Goal of the exercise: Work through the records that follow and return each line containing the word "struct".

▬▬▬

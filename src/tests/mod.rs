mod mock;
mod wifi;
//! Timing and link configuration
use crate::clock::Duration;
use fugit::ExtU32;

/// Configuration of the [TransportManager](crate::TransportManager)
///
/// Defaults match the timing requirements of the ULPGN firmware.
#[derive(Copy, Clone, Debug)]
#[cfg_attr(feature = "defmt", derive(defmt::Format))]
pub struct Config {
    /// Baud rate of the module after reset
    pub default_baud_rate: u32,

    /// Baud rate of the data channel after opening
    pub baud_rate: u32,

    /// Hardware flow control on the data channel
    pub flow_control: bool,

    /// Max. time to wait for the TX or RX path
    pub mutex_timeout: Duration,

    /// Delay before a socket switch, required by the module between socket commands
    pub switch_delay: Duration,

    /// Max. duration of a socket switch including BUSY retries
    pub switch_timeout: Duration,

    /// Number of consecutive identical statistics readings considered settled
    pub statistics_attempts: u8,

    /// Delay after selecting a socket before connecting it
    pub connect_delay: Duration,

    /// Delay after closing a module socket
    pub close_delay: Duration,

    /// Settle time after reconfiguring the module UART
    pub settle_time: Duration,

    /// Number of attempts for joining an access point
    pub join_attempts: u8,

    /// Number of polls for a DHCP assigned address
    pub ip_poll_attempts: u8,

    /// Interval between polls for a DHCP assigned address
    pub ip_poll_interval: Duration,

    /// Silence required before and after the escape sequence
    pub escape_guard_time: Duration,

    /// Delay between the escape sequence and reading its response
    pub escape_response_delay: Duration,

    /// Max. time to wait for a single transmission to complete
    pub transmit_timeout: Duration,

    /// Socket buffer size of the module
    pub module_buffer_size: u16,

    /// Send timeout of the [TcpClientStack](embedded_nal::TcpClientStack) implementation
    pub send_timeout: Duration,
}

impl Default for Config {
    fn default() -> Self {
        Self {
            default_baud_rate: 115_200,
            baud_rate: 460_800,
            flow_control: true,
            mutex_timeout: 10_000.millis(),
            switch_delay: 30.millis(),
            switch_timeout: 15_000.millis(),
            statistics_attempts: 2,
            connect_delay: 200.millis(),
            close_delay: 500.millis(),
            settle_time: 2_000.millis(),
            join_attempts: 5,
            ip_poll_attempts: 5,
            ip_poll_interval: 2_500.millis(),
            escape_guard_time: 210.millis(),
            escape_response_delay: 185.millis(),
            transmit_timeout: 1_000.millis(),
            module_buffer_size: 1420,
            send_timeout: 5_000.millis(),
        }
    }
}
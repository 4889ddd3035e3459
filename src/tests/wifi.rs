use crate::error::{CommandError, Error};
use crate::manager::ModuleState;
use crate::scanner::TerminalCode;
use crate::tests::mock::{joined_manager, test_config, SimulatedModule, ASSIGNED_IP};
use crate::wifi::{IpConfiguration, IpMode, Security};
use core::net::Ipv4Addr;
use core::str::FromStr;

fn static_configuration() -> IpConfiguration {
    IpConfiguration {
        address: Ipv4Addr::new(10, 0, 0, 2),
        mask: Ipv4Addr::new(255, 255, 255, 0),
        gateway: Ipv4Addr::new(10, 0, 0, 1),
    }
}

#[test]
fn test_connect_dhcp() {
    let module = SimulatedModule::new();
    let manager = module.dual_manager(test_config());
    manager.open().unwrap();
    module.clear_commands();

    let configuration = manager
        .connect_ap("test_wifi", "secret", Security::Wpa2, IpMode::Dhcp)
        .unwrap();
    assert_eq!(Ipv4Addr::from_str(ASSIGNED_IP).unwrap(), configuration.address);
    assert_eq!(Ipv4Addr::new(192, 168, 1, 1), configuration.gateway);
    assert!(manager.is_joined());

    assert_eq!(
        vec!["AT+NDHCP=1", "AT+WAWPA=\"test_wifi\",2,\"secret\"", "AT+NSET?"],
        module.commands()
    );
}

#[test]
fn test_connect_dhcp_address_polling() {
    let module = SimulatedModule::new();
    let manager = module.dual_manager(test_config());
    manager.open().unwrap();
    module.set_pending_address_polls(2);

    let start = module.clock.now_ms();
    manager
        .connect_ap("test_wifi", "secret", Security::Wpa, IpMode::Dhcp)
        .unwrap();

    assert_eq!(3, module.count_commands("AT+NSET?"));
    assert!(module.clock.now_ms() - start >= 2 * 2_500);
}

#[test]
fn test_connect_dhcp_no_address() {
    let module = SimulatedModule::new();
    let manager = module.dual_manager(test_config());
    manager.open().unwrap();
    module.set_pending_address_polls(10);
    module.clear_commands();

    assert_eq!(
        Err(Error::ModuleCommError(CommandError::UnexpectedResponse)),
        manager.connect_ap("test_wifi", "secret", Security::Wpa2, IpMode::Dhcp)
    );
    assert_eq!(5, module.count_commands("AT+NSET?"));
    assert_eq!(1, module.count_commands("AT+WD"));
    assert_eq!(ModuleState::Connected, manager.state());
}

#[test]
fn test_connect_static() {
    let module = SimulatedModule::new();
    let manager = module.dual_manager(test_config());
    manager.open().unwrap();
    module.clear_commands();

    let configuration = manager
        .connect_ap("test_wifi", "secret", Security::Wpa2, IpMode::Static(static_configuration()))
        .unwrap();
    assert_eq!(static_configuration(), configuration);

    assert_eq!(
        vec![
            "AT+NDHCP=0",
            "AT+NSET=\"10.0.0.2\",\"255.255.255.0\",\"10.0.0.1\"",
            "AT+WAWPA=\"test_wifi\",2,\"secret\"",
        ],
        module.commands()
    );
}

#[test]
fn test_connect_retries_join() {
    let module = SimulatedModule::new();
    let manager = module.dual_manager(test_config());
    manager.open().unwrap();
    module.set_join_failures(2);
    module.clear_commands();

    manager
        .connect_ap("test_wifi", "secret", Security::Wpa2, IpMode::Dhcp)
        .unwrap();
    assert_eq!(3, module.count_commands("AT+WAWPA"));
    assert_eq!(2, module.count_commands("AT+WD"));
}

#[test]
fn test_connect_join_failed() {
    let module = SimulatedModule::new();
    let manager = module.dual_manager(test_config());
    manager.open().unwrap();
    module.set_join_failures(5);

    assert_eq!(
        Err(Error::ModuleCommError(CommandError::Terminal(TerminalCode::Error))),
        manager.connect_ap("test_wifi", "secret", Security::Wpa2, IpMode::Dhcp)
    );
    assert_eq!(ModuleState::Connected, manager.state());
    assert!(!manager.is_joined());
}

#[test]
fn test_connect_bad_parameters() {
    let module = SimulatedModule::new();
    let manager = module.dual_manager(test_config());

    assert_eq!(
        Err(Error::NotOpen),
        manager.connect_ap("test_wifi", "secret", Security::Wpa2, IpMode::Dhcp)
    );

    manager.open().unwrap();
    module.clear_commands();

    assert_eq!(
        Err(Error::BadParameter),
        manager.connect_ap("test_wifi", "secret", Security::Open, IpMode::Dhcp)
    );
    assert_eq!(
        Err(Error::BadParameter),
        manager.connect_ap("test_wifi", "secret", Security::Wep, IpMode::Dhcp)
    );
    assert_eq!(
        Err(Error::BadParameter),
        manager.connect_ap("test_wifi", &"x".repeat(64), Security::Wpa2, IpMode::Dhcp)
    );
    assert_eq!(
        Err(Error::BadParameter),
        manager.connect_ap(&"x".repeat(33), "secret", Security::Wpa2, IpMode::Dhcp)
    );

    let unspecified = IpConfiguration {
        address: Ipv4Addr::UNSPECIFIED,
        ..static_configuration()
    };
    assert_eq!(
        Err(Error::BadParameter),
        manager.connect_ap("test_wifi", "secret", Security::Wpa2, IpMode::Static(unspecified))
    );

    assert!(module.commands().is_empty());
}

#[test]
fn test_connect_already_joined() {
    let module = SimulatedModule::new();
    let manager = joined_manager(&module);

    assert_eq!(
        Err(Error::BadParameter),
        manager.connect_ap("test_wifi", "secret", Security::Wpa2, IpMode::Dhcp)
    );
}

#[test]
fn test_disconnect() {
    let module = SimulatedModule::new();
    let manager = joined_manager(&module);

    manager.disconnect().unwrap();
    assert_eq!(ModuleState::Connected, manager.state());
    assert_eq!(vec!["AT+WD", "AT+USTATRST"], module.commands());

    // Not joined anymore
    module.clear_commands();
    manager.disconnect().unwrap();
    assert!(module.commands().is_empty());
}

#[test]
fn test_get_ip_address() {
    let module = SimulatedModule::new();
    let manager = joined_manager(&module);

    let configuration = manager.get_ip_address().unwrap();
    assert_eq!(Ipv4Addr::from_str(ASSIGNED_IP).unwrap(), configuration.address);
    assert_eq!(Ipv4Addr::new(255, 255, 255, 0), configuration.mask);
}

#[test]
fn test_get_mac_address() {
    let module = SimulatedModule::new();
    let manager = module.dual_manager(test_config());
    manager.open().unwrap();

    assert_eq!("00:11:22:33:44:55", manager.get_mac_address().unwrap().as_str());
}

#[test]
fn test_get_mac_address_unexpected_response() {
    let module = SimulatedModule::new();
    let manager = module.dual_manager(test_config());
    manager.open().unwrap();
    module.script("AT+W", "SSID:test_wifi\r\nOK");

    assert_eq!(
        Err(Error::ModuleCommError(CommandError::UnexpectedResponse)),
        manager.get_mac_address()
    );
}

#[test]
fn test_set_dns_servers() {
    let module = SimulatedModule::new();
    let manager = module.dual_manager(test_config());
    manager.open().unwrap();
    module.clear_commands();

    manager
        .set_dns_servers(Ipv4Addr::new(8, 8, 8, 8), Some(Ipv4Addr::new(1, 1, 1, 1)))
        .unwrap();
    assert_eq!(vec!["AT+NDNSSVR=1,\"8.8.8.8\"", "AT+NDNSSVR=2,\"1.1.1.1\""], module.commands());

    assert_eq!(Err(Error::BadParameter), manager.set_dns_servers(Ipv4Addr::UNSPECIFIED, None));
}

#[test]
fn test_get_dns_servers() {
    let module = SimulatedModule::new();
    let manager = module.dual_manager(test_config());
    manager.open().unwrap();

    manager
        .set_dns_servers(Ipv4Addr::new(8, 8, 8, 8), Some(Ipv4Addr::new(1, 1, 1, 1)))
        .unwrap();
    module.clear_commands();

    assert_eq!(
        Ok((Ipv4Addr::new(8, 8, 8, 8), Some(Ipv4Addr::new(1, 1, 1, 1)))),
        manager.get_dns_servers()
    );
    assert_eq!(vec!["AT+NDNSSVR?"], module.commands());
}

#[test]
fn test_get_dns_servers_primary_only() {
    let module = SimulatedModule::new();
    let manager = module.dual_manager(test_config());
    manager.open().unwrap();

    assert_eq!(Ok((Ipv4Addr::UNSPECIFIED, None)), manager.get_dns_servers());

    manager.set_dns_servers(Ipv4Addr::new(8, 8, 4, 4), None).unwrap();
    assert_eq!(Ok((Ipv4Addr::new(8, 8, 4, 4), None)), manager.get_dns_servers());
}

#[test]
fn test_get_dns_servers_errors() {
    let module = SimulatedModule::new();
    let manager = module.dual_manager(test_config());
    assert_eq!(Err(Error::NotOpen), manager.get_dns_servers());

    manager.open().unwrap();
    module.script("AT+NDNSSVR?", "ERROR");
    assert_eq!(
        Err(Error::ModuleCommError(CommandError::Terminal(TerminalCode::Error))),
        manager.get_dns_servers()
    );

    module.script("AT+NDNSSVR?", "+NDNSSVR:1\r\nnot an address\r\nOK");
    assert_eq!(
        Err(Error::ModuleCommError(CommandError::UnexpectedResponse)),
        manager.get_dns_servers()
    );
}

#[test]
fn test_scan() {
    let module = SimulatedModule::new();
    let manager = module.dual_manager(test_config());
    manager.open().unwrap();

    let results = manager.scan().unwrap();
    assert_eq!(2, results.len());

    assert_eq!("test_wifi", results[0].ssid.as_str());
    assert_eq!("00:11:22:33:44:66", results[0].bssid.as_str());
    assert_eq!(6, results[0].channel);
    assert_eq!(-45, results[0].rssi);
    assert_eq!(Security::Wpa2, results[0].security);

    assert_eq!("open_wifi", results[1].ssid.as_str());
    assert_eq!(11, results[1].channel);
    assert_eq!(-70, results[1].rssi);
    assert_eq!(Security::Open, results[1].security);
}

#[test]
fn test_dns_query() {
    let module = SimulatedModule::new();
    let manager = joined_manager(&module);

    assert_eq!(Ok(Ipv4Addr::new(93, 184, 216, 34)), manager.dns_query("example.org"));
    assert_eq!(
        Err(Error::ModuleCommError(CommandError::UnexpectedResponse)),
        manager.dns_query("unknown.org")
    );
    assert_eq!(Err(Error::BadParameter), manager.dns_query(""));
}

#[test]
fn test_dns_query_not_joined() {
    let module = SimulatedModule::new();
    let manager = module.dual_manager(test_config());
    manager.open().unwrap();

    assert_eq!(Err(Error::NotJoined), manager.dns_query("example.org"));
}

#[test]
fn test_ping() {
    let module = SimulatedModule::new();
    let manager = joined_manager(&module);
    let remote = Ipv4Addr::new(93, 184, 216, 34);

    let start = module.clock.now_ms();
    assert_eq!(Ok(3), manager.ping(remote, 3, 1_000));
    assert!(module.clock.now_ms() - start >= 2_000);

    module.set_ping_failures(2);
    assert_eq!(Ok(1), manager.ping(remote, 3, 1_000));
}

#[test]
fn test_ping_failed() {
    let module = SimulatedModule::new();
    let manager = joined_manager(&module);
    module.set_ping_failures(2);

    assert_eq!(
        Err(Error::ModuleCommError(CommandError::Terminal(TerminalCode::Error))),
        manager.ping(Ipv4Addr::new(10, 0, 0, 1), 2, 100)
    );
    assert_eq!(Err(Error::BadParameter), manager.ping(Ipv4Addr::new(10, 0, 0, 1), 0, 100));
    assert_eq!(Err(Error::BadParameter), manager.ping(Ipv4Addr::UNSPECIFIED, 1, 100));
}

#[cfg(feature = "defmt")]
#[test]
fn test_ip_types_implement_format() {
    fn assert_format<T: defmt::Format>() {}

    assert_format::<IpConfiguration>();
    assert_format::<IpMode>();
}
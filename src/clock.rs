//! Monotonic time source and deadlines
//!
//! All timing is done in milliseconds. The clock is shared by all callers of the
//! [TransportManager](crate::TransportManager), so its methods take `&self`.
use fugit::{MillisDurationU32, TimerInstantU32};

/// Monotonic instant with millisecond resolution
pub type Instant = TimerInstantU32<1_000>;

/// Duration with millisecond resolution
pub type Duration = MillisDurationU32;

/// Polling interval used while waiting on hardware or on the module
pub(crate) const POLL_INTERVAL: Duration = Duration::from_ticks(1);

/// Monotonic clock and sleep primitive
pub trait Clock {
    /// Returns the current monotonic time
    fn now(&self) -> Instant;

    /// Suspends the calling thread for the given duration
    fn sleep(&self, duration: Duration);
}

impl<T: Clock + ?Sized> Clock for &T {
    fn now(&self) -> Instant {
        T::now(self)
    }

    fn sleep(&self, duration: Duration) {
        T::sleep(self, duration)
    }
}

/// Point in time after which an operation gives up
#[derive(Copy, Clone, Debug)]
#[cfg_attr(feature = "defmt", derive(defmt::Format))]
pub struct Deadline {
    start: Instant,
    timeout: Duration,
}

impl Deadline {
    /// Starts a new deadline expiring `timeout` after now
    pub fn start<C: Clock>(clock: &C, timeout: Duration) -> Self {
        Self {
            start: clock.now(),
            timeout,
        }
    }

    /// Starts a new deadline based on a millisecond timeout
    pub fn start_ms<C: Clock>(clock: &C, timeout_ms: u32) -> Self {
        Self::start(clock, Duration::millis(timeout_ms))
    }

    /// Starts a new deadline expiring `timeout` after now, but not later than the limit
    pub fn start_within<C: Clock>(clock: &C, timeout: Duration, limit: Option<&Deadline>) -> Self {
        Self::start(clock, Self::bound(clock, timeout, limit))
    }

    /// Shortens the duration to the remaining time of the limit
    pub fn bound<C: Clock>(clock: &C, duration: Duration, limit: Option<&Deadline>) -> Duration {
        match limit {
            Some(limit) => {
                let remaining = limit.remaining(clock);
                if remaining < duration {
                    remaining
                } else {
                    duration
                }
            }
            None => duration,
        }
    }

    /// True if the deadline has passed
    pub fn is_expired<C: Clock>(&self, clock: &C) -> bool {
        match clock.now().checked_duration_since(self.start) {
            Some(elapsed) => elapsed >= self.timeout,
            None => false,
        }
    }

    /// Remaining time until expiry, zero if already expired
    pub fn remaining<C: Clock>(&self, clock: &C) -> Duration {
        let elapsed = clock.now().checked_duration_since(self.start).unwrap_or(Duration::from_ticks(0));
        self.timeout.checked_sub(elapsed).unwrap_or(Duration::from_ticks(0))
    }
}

▬▬▬

Output for this exercise:
pub struct Config {
pub struct Deadline {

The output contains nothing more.